Minta Anna A, Silva Maria Wilda T, Shrestha Achyut, de Quiroz-Castro Maricel, Tohme Rania A, Quimson Mario E, Jiz Mario Antonio, Woodring Joseph
Global Immunization Division, Centers for Disease Control and Prevention, Atlanta, GA, USA.
National Immunization Program, Philippines Department of Health, Manila, Philippines.
Vaccine. 2021 Apr 1;39(14):1982-1989. doi: 10.1016/j.vaccine.2021.02.042. Epub 2021 Mar 9.
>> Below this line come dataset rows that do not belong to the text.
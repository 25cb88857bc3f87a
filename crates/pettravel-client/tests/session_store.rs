//! Integration tests for persisted sessions.

use std::sync::Arc;

use pettravel_client::models::AuthTokens;
use pettravel_client::session::{ACCESS_TOKEN_KEY, USER_KEY};
use pettravel_client::{ClientConfig, FileStorage, PetTravelClient, SessionStorage, TokenStore};
use serde_json::json;
use wiremock::matchers::{method, path};
use wiremock::{Mock, MockServer, ResponseTemplate};

#[tokio::test]
async fn test_login_survives_restart() {
    let server = MockServer::start().await;
    Mock::given(method("POST"))
        .and(path("/api/auth/login/"))
        .respond_with(ResponseTemplate::new(200).set_body_json(json!({
            "user": {
                "id": 4,
                "username": "cat_person",
                "email": "cats@example.com",
                "date_joined": "2024-05-01T00:00:00Z"
            },
            "tokens": {"access": "a1", "refresh": "r1"}
        })))
        .mount(&server)
        .await;

    let dir = tempfile::tempdir().unwrap();
    let config = ClientConfig::new(&format!("{}/api", server.uri())).unwrap();

    {
        let storage = Arc::new(FileStorage::new(dir.path()).unwrap());
        let client =
            PetTravelClient::new(config.clone(), Arc::new(TokenStore::load(storage))).unwrap();
        client.login("cats@example.com", "Secret!123").await.unwrap();
    }

    let storage = Arc::new(FileStorage::new(dir.path()).unwrap());
    let store = TokenStore::load(storage);
    assert!(store.is_authenticated());
    assert_eq!(
        store.tokens(),
        Some(AuthTokens {
            access: "a1".into(),
            refresh: "r1".into()
        })
    );
    assert_eq!(store.user().unwrap().username, "cat_person");
}

#[test]
fn test_logout_removes_persisted_keys() {
    let dir = tempfile::tempdir().unwrap();
    let storage = Arc::new(FileStorage::new(dir.path()).unwrap());
    storage.set(ACCESS_TOKEN_KEY, "a1").unwrap();
    storage
        .set(
            USER_KEY,
            r#"{"id":1,"username":"u","email":"u@example.com","date_joined":"2024-01-01"}"#,
        )
        .unwrap();

    let store = TokenStore::load(storage.clone());
    assert!(store.is_authenticated());

    store.clear_session();
    store.clear_session();

    assert!(!store.is_authenticated());
    assert_eq!(storage.get(ACCESS_TOKEN_KEY).unwrap(), None);
    assert_eq!(storage.get(USER_KEY).unwrap(), None);
}

#[test]
fn test_corrupt_user_is_dropped_on_load() {
    let dir = tempfile::tempdir().unwrap();
    let storage = Arc::new(FileStorage::new(dir.path()).unwrap());
    storage.set(ACCESS_TOKEN_KEY, "a1").unwrap();
    storage.set(USER_KEY, "{not json").unwrap();

    let store = TokenStore::load(storage.clone());

    assert!(store.is_authenticated());
    assert_eq!(store.user(), None);
    assert_eq!(storage.get(USER_KEY).unwrap(), None);
}
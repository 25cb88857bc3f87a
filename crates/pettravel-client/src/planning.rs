//! Travel-planning helpers: date rules, requirement urgency and dashboard
//! aggregates. Everything here is pure; `today` is always passed in.

use std::fmt;

use time::{Date, Duration, OffsetDateTime};

use crate::models::{Pet, PlanRequirement, TravelPlan, TravelPlanStatus};
use crate::validation::FieldErrors;

/// Minimum days between today and a new plan's departure.
pub const MIN_ADVANCE_DAYS: i64 = 30;

/// Requirements due within this many days are flagged as due soon.
pub const DUE_SOON_DAYS: i64 = 14;

/// Today's date in UTC.
pub fn today() -> Date {
    OffsetDateTime::now_utc().date()
}

/// Whole days from `today` until `departure`; negative once it has passed.
pub fn days_until_departure(departure: Date, today: Date) -> i64 {
    (departure - today).whole_days()
}

/// Checks the dates of a new plan. The departure must be at least
/// [`MIN_ADVANCE_DAYS`] ahead and the return strictly after departure.
pub fn validate_travel_dates(
    departure: Date,
    return_date: Option<Date>,
    today: Date,
) -> Result<(), FieldErrors> {
    let mut errors = FieldErrors::new();

    let earliest = today + Duration::days(MIN_ADVANCE_DAYS);
    if departure < earliest {
        errors.entry("departure_date".to_string()).or_default().push(format!(
            "Departure date must be at least {MIN_ADVANCE_DAYS} days in the future ({earliest} or later)"
        ));
    }
    if let Some(ret) = return_date
        && ret <= departure
    {
        errors
            .entry("return_date".to_string())
            .or_default()
            .push("Return date must be after the departure date".to_string());
    }

    if errors.is_empty() { Ok(()) } else { Err(errors) }
}

/// Date by which a requirement with a validity window must be met, or
/// `None` when the window reaches before the earliest representable date.
pub fn requirement_due_date(departure: Date, days_before_departure: u32) -> Option<Date> {
    departure.checked_sub(Duration::days(i64::from(days_before_departure)))
}

#[derive(Debug, Clone, Copy, PartialEq, Eq, PartialOrd, Ord)]
pub enum RequirementUrgency {
    Completed,
    /// No due date known.
    Pending,
    Overdue,
    DueSoon,
    Upcoming,
}

impl RequirementUrgency {
    pub fn classify(done: bool, due: Option<Date>, today: Date) -> Self {
        if done {
            return Self::Completed;
        }
        let Some(due) = due else {
            return Self::Pending;
        };
        let days_left = (due - today).whole_days();
        if days_left < 0 {
            Self::Overdue
        } else if days_left < DUE_SOON_DAYS {
            Self::DueSoon
        } else {
            Self::Upcoming
        }
    }

    /// Urgency of a plan requirement given its due date.
    pub fn of(requirement: &PlanRequirement, due: Option<Date>, today: Date) -> Self {
        Self::classify(requirement.status.is_done(), due, today)
    }

    pub fn as_str(self) -> &'static str {
        match self {
            Self::Completed => "Completed",
            Self::Pending => "Pending",
            Self::Overdue => "Overdue",
            Self::DueSoon => "Due Soon",
            Self::Upcoming => "Upcoming",
        }
    }
}

impl fmt::Display for RequirementUrgency {
    fn fmt(&self, f: &mut fmt::Formatter<'_>) -> fmt::Result {
        f.write_str(self.as_str())
    }
}

/// Aggregates shown on the dashboard.
#[derive(Debug, Clone, Default, PartialEq, Eq)]
pub struct DashboardStats {
    pub pet_count: usize,
    pub active_plans: usize,
    pub upcoming_departures: usize,
    pub completed_plans: usize,
    /// Requirements of active plans not yet completed or waived.
    pub open_requirements: usize,
    /// Earliest departure among active plans not yet departed.
    pub next_departure: Option<NextDeparture>,
}

#[derive(Debug, Clone, PartialEq, Eq)]
pub struct NextDeparture {
    pub plan_id: u64,
    pub plan_name: String,
    pub date: Date,
    pub days_left: i64,
}

impl DashboardStats {
    pub fn compute(pets: &[Pet], plans: &[TravelPlan], today: Date) -> Self {
        let active: Vec<&TravelPlan> = plans.iter().filter(|p| p.status.is_active()).collect();
        let upcoming: Vec<&TravelPlan> = active
            .iter()
            .copied()
            .filter(|p| p.departure_date >= today)
            .collect();

        let next_departure = upcoming
            .iter()
            .min_by_key(|p| (p.departure_date, p.id))
            .map(|p| NextDeparture {
                plan_id: p.id,
                plan_name: p.name.clone(),
                date: p.departure_date,
                days_left: days_until_departure(p.departure_date, today),
            });

        Self {
            pet_count: pets.len(),
            active_plans: active.len(),
            upcoming_departures: upcoming.len(),
            completed_plans: plans
                .iter()
                .filter(|p| p.status == TravelPlanStatus::Completed)
                .count(),
            open_requirements: active
                .iter()
                .flat_map(|p| p.requirements.iter())
                .filter(|r| !r.status.is_done())
                .count(),
            next_departure,
        }
    }
}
The World Health Organization Western Pacific Region (WPR) set a hepatitis B virus (HBV) control target to achieve HBV surface antigen (HBsAg) prevalence of <1% among children aged 5 years by 2017. The estimated HBsAg prevalence in the Philippines among adults was 16.7% during the pre-vaccine era. We estimated the HBsAg seroprevalence among children aged 5-7 years to measure the impact of vaccination. We conducted a household serosurvey, using a three-stage cluster survey methodology (provinces, clusters, and households). We estimated HBsAg prevalence using a rapid, point-of-care HBsAg test and calculated vaccination coverage by reviewing vaccination records or by caregiver recall. A questionnaire was administered to assess demographic variables for the child and family. We assessed the association between chronic HBV infection, vaccination coverage, and demographic variables, accounting for the complex survey design. Of the 2178 children tested, HBsAg was detected in 15 children [0.8%, 95% confidence interval (CI): 0.4, 1.7]. Only two of the HBsAg-positive children had been fully vaccinated against HBV. Based on documented vaccination or caregiver recall for the survey population, hepatitis B vaccine birth dose (HepB-BD) coverage was 53%, and the third dose hepatitis B vaccination (HepB3) coverage was 73 percent. Among the 1362 children with documented HepB-BD, timely HepB-BD coverage (given within 24 h of birth) was 43%; children born outside a health facility were less likely to receive a timely HepB-BD than those born in a health facility (adjusted odds ratio 0.10, 95% CI: 0.04, 0.23). HBsAg prevalence among children in the Philippines has decreased compared to the prevalence among adults in the pre-vaccination era. Strategies to further reduce HBsAg prevalence include ensuring that all children, whether born in health facilities or at home, receive a timely HepB-BD, and increasing HepB-BD and HepB3 coverage to reach the WPR goals of ≥95% coverage.
世界卫生组织西太平洋区域(西太区)设定了一项乙肝病毒(HBV)控制目标,即到2017年使5岁儿童的乙肝表面抗原(HBsAg)流行率降至<1%。在疫苗接种前时代,菲律宾成年人的估计HBsAg流行率为16.7%。我们估计了5至7岁儿童的HBsAg血清流行率,以衡量疫苗接种的影响。我们采用三阶段整群抽样调查方法(省份、群组和家庭)进行了一项家庭血清学调查。我们使用快速即时检测HBsAg的方法估计HBsAg流行率,并通过查阅疫苗接种记录或由照料者回忆来计算疫苗接种覆盖率。发放了一份问卷以评估儿童及其家庭的人口统计学变量。我们评估了慢性HBV感染、疫苗接种覆盖率与人口统计学变量之间的关联,并考虑了复杂的调查设计。在接受检测的2178名儿童中,有15名儿童检测出HBsAg[0.8%,95%置信区间(CI):0.4,1.7]。仅2名HBsAg阳性儿童已完成乙肝疫苗全程接种。根据调查人群的疫苗接种记录或照料者回忆,乙肝疫苗首剂(HepB-BD)接种覆盖率为53%,第三剂乙肝疫苗(HepB3)接种覆盖率为73%。在有记录的1362名接种HepB-BD的儿童中,及时接种HepB-BD(出生后24小时内接种)的覆盖率为43%;在医疗机构外出生的儿童比在医疗机构内出生的儿童更不可能及时接种HepB-BD(调整优势比0.10,95%CI:0.04,0.23)。与疫苗接种前时代成年人的流行率相比,菲律宾儿童的HBsAg流行率有所下降。进一步降低HBsAg流行率的策略包括确保所有儿童,无论在医疗机构出生还是在家中出生,都能及时接种HepB-BD,并将HepB-BD和HepB3接种覆盖率提高到西太区≥95%的目标覆盖率。